| Try it |
Whenever the word "Debug" appears in a line of the data below, copy that line.

*** Opening of Data ***

//! Transport abstraction for the items sync connection.
//!
//! `SyncTransport` is the narrow seam between the connection supervisor and
//! the underlying WebSocket, so tests can drive the supervisor with a
//! scripted transport. The production implementation is
//! [`TokioTransport`](super::tokio_transport::TokioTransport).

use async_trait::async_trait;
use url::Url;

/// Error from a transport operation.
#[derive(Debug, thiserror::Error)]
pub enum TransportError {
    /// The connection attempt failed.
    #[error("connection failed: {0}")]
    ConnectionFailed(String),
    /// A frame could not be sent.
    #[error("send failed: {0}")]
    SendFailed(String),
    /// The connection is closed.
    #[error("connection closed")]
    Closed,
    /// Any other transport error.
    #[error("{0}")]
    Other(String),
}

/// A received WebSocket frame, reduced to what the sync protocol handles.
#[derive(Debug, Clone, PartialEq, Eq)]
pub enum WsMessage {
    /// Text frame: either the heartbeat acknowledgment or a JSON-encoded
    /// [`SyncMessage`](super::message::SyncMessage).
    Text(String),
    /// Binary frame; the items protocol does not use these.
    Binary(Vec<u8>),
    /// Protocol-level ping.
    Ping(Vec<u8>),
    /// Protocol-level pong.
    Pong(Vec<u8>),
    /// Close frame.
    Close,
}

/// Bidirectional frame transport for one sync connection.
#[async_trait]
pub trait SyncTransport: Send {
    /// Send a text frame.
    async fn send_text(&mut self, text: &str) -> Result<(), TransportError>;

    /// Receive the next frame; `None` means the stream ended.
    async fn recv(&mut self) -> Option<Result<WsMessage, TransportError>>;

    /// Close the connection with a normal-closure code.
    async fn close(&mut self) -> Result<(), TransportError>;
}

/// Factory for sync transports.
///
/// Transports come back boxed so the connection supervisor stays free of
/// type parameters; tests substitute scripted connectors for
/// [`TokioConnector`](super::tokio_transport::TokioConnector).
#[async_trait]
pub trait TransportConnector: Send + Sync {
    /// Open a transport to the given WebSocket URL.
    async fn connect(&self, url: &str) -> Result<Box<dyn SyncTransport>, TransportError>;
}

/// Location of the sync server.
#[derive(Debug, Clone)]
pub struct SyncEndpoint {
    /// Base server URL; `http(s)` schemes are rewritten to `ws(s)`.
    pub server_url: String,
}

impl SyncEndpoint {
    /// Create an endpoint from a base server URL.
    pub fn new(server_url: impl Into<String>) -> Self {
        Self {
            server_url: server_url.into(),
        }
    }

    /// Build the items sync URL: `wss://host/ws/items/{org_id}?token=...`.
    ///
    /// The credential goes through query-pair encoding, so tokens with
    /// reserved characters survive the trip.
    pub fn items_url(&self, org_id: &str, token: &str) -> Result<String, TransportError> {
        let ws_server = self
            .server_url
            .replace("https://", "wss://")
            .replace("http://", "ws://");
        let mut url = Url::parse(&ws_server)
            .map_err(|e| TransportError::Other(format!("invalid server URL: {}", e)))?;
        {
            let mut segments = url
                .path_segments_mut()
                .map_err(|_| TransportError::Other("server URL cannot be a base".to_string()))?;
            segments.pop_if_empty();
            segments.push("ws");
            segments.push("items");
            segments.push(org_id);
        }
        url.query_pairs_mut().append_pair("token", token);
        Ok(url.to_string())
    }
}

#[cfg(test)]
mod tests {
    use super::*;

    #[test]
    fn test_items_url_basic() {
        let endpoint = SyncEndpoint::new("wss://sync.example.com");
        let url = endpoint.items_url("org-1", "tok").unwrap();
        assert_eq!(url, "wss://sync.example.com/ws/items/org-1?token=tok");
    }

    #[test]
    fn test_items_url_rewrites_http_schemes() {
        let endpoint = SyncEndpoint::new("https://sync.example.com");
        let url = endpoint.items_url("org-1", "tok").unwrap();
        assert!(url.starts_with("wss://sync.example.com/"));

        let endpoint = SyncEndpoint::new("http://localhost:8080");
        let url = endpoint.items_url("org-1", "tok").unwrap();
        assert!(url.starts_with("ws://localhost:8080/"));
    }

    #[test]
    fn test_items_url_encodes_token() {
        let endpoint = SyncEndpoint::new("wss://sync.example.com");
        let url = endpoint.items_url("org-1", "a+b/c=").unwrap();
        assert!(url.contains("token=a%2Bb"));
        assert!(!url.contains("a+b"));
    }

    #[test]
    fn test_items_url_handles_trailing_slash() {
        let endpoint = SyncEndpoint::new("wss://sync.example.com/");
        let url = endpoint.items_url("org-1", "t").unwrap();
        assert_eq!(url, "wss://sync.example.com/ws/items/org-1?token=t");
    }

    #[test]
    fn test_items_url_preserves_path_prefix() {
        let endpoint = SyncEndpoint::new("wss://example.com/sync");
        let url = endpoint.items_url("o", "t").unwrap();
        assert_eq!(url, "wss://example.com/sync/ws/items/o?token=t");
    }

    #[test]
    fn test_items_url_rejects_garbage() {
        let endpoint = SyncEndpoint::new("not a url");
        assert!(endpoint.items_url("o", "t").is_err());
    }
}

*** Close of Data ***

| Answer space |
#[derive(Debug, thiserror::Error)]
#[derive(Debug, Clone, PartialEq, Eq)]
#[derive(Debug, Clone)]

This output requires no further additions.